RE: How will you know that you've woken up from cryogenic sleep?

From: Lee Corbin (lcorbin@tsoft.com)
Date: Thu May 02 2002 - 18:59:54 MDT


Dossy asks

> What's the point of being put into cryogenic suspension if you can't
> be sure that you'll ever come back...

It's better to be alive than dead.

> and when you do come back, how can you tell you came _back_
> to where you left and aren't actually elsewhere and simply
> being deceived?

For the same reason that even you have spent less than five
minutes today worrying about whether your brain is in a jar
in Moscow. If it is, there's little you can do about it.
Enjoy life instead. Also, re-read Eugene's recent answers for
what a number of Extropians think.

> And, if when you finally are resuscitated, if the world
> is nothing like the way you left it, is it worth coming back?

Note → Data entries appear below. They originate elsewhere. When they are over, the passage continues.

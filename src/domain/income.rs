//! Income tracker records, bucketed by calendar month rather than by customer.

use std::{fmt, str::FromStr};

use chrono::{DateTime, Utc};
use rust_decimal::Decimal;
use serde::{Deserialize, Serialize};
use uuid::Uuid;

use crate::{
    domain::{common::*, transaction::TransactionKind},
    errors::LedgerError,
};

#[derive(Debug, Clone, Serialize, Deserialize, PartialEq)]
pub struct IncomeEntry {
    pub id: Uuid,
    pub user_id: String,
    /// Never negative; direction lives in `kind`.
    pub amount: Decimal,
    pub category: IncomeCategory,
    pub month: Month,
    pub year: i32,
    pub kind: TransactionKind,
    /// Absent on records written before statuses existed.
    #[serde(default, skip_serializing_if = "Option::is_none")]
    pub status: Option<IncomeStatus>,
    #[serde(default, skip_serializing_if = "Option::is_none")]
    pub description: Option<String>,
    pub created_at: DateTime<Utc>,
    pub updated_at: DateTime<Utc>,
}

impl IncomeEntry {
    pub fn effective_status(&self) -> IncomeStatus {
        self.status.unwrap_or_default()
    }

    pub fn key(&self) -> IncomeKey {
        IncomeKey {
            user_id: self.user_id.clone(),
            year: self.year,
            month: self.month,
            kind: self.kind,
            category: self.category,
            status: self.effective_status(),
        }
    }

    /// Folds another record with the same key into this one.
    pub fn absorb(&mut self, amount: Decimal, description: Option<&str>, now: DateTime<Utc>) {
        self.amount += amount;
        self.description = join_descriptions(self.description.as_deref(), description);
        if self.status.is_none() {
            self.status = Some(IncomeStatus::default());
        }
        self.updated_at = now;
    }
}

impl Identifiable for IncomeEntry {
    fn id(&self) -> Uuid {
        self.id
    }
}

impl UserScoped for IncomeEntry {
    fn user_id(&self) -> &str {
        &self.user_id
    }
}

/// Joins two optional descriptions with `", "`, skipping blanks.
pub fn join_descriptions(existing: Option<&str>, incoming: Option<&str>) -> Option<String> {
    let parts: Vec<&str> = [existing, incoming]
        .into_iter()
        .flatten()
        .map(str::trim)
        .filter(|text| !text.is_empty())
        .collect();
    if parts.is_empty() {
        None
    } else {
        Some(parts.join(", "))
    }
}

/// The six fields that identify a single stored income record per user.
#[derive(Debug, Clone, PartialEq, Eq, Hash, Serialize, Deserialize)]
pub struct IncomeKey {
    pub user_id: String,
    pub year: i32,
    pub month: Month,
    pub kind: TransactionKind,
    pub category: IncomeCategory,
    pub status: IncomeStatus,
}

#[derive(Debug, Clone, Copy, Serialize, Deserialize, PartialEq, Eq, Hash)]
#[serde(rename_all = "lowercase")]
pub enum IncomeCategory {
    Primary,
    Secondary,
}

#[derive(Debug, Clone, Copy, Serialize, Deserialize, PartialEq, Eq, Hash, Default)]
#[serde(rename_all = "lowercase")]
pub enum IncomeStatus {
    Pending,
    #[default]
    Received,
}

#[derive(Debug, Clone, Copy, Serialize, Deserialize, PartialEq, Eq, Hash, PartialOrd, Ord)]
pub enum Month {
    January,
    February,
    March,
    April,
    May,
    June,
    July,
    August,
    September,
    October,
    November,
    December,
}

impl Month {
    /// Canonical calendar order.
    pub const ALL: [Month; 12] = [
        Month::January,
        Month::February,
        Month::March,
        Month::April,
        Month::May,
        Month::June,
        Month::July,
        Month::August,
        Month::September,
        Month::October,
        Month::November,
        Month::December,
    ];

    pub fn name(self) -> &'static str {
        match self {
            Month::January => "January",
            Month::February => "February",
            Month::March => "March",
            Month::April => "April",
            Month::May => "May",
            Month::June => "June",
            Month::July => "July",
            Month::August => "August",
            Month::September => "September",
            Month::October => "October",
            Month::November => "November",
            Month::December => "December",
        }
    }

    /// 1-based month number.
    pub fn number(self) -> u32 {
        self.index() as u32 + 1
    }

    pub fn index(self) -> usize {
        self as usize
    }

    pub fn from_number(number: u32) -> Option<Self> {
        Self::ALL.get((number as usize).checked_sub(1)?).copied()
    }
}

impl fmt::Display for Month {
    fn fmt(&self, f: &mut fmt::Formatter<'_>) -> fmt::Result {
        f.write_str(self.name())
    }
}

impl FromStr for Month {
    type Err = LedgerError;

    /// Accepts full English names and three-letter abbreviations, any case.
    fn from_str(value: &str) -> Result<Self, Self::Err> {
        let needle = value.trim().to_ascii_lowercase();
        Month::ALL
            .into_iter()
            .find(|month| {
                let name = month.name().to_ascii_lowercase();
                name == needle || (needle.len() == 3 && name.starts_with(&needle))
            })
            .ok_or_else(|| LedgerError::InvalidInput(format!("unknown month `{}`", value)))
    }
}

/// Caller-supplied fields for an income record.
#[derive(Debug, Clone, Serialize, Deserialize)]
pub struct NewIncomeEntry {
    pub amount: Decimal,
    pub category: IncomeCategory,
    pub month: Month,
    pub year: i32,
    pub kind: TransactionKind,
    #[serde(default)]
    pub status: IncomeStatus,
    #[serde(default)]
    pub description: Option<String>,
}

impl NewIncomeEntry {
    pub fn credit(amount: Decimal, category: IncomeCategory, month: Month, year: i32) -> Self {
        Self {
            amount,
            category,
            month,
            year,
            kind: TransactionKind::Credit,
            status: IncomeStatus::Received,
            description: None,
        }
    }

    pub fn debit(amount: Decimal, category: IncomeCategory, month: Month, year: i32) -> Self {
        Self {
            kind: TransactionKind::Debit,
            ..Self::credit(amount, category, month, year)
        }
    }

    pub fn with_status(mut self, status: IncomeStatus) -> Self {
        self.status = status;
        self
    }

    pub fn with_description(mut self, description: impl Into<String>) -> Self {
        self.description = Some(description.into());
        self
    }

    pub fn key(&self, user_id: &str) -> IncomeKey {
        IncomeKey {
            user_id: user_id.to_string(),
            year: self.year,
            month: self.month,
            kind: self.kind,
            category: self.category,
            status: self.status,
        }
    }

    pub fn into_entry(self, user_id: &str, now: DateTime<Utc>) -> IncomeEntry {
        IncomeEntry {
            id: Uuid::new_v4(),
            user_id: user_id.to_string(),
            amount: self.amount,
            category: self.category,
            month: self.month,
            year: self.year,
            kind: self.kind,
            status: Some(self.status),
            description: join_descriptions(None, self.description.as_deref()),
            created_at: now,
            updated_at: now,
        }
    }
}

/// Field patch for an existing income record.
#[derive(Debug, Clone, Default, Serialize, Deserialize)]
pub struct IncomePatch {
    #[serde(default, skip_serializing_if = "Option::is_none")]
    pub amount: Option<Decimal>,
    #[serde(default, skip_serializing_if = "Option::is_none")]
    pub category: Option<IncomeCategory>,
    #[serde(default, skip_serializing_if = "Option::is_none")]
    pub month: Option<Month>,
    #[serde(default, skip_serializing_if = "Option::is_none")]
    pub year: Option<i32>,
    #[serde(default, skip_serializing_if = "Option::is_none")]
    pub kind: Option<TransactionKind>,
    #[serde(default, skip_serializing_if = "Option::is_none")]
    pub status: Option<IncomeStatus>,
    #[serde(default, skip_serializing_if = "Option::is_none")]
    pub description: Option<Option<String>>,
}

impl IncomePatch {
    pub fn apply_to(self, entry: &mut IncomeEntry, now: DateTime<Utc>) {
        if let Some(amount) = self.amount {
            entry.amount = amount;
        }
        if let Some(category) = self.category {
            entry.category = category;
        }
        if let Some(month) = self.month {
            entry.month = month;
        }
        if let Some(year) = self.year {
            entry.year = year;
        }
        if let Some(kind) = self.kind {
            entry.kind = kind;
        }
        if let Some(status) = self.status {
            entry.status = Some(status);
        }
        if let Some(description) = self.description {
            entry.description = description;
        }
        entry.updated_at = now;
    }
}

You can't know unless you try it. Try to be positive, try
to stay alive. Besides, quality of life has become better
and better over the course of the last ten thousand years.
That's quite a track record! My hunch is that you simply
cannot imagine how great life'll be centuries from now.

> My point: If your only hope at life extension is to go into cryogenic
> suspension until such time that you can enjoy life extension, you might
> as well just die -- it wouldn't make a difference.

Maybe you should proofread your sentences a bit; that one
doesn't hold up very well, so far as I can see.

But the main thing is---and this you can bank on---being
alive in the future will be vastly better than being dead.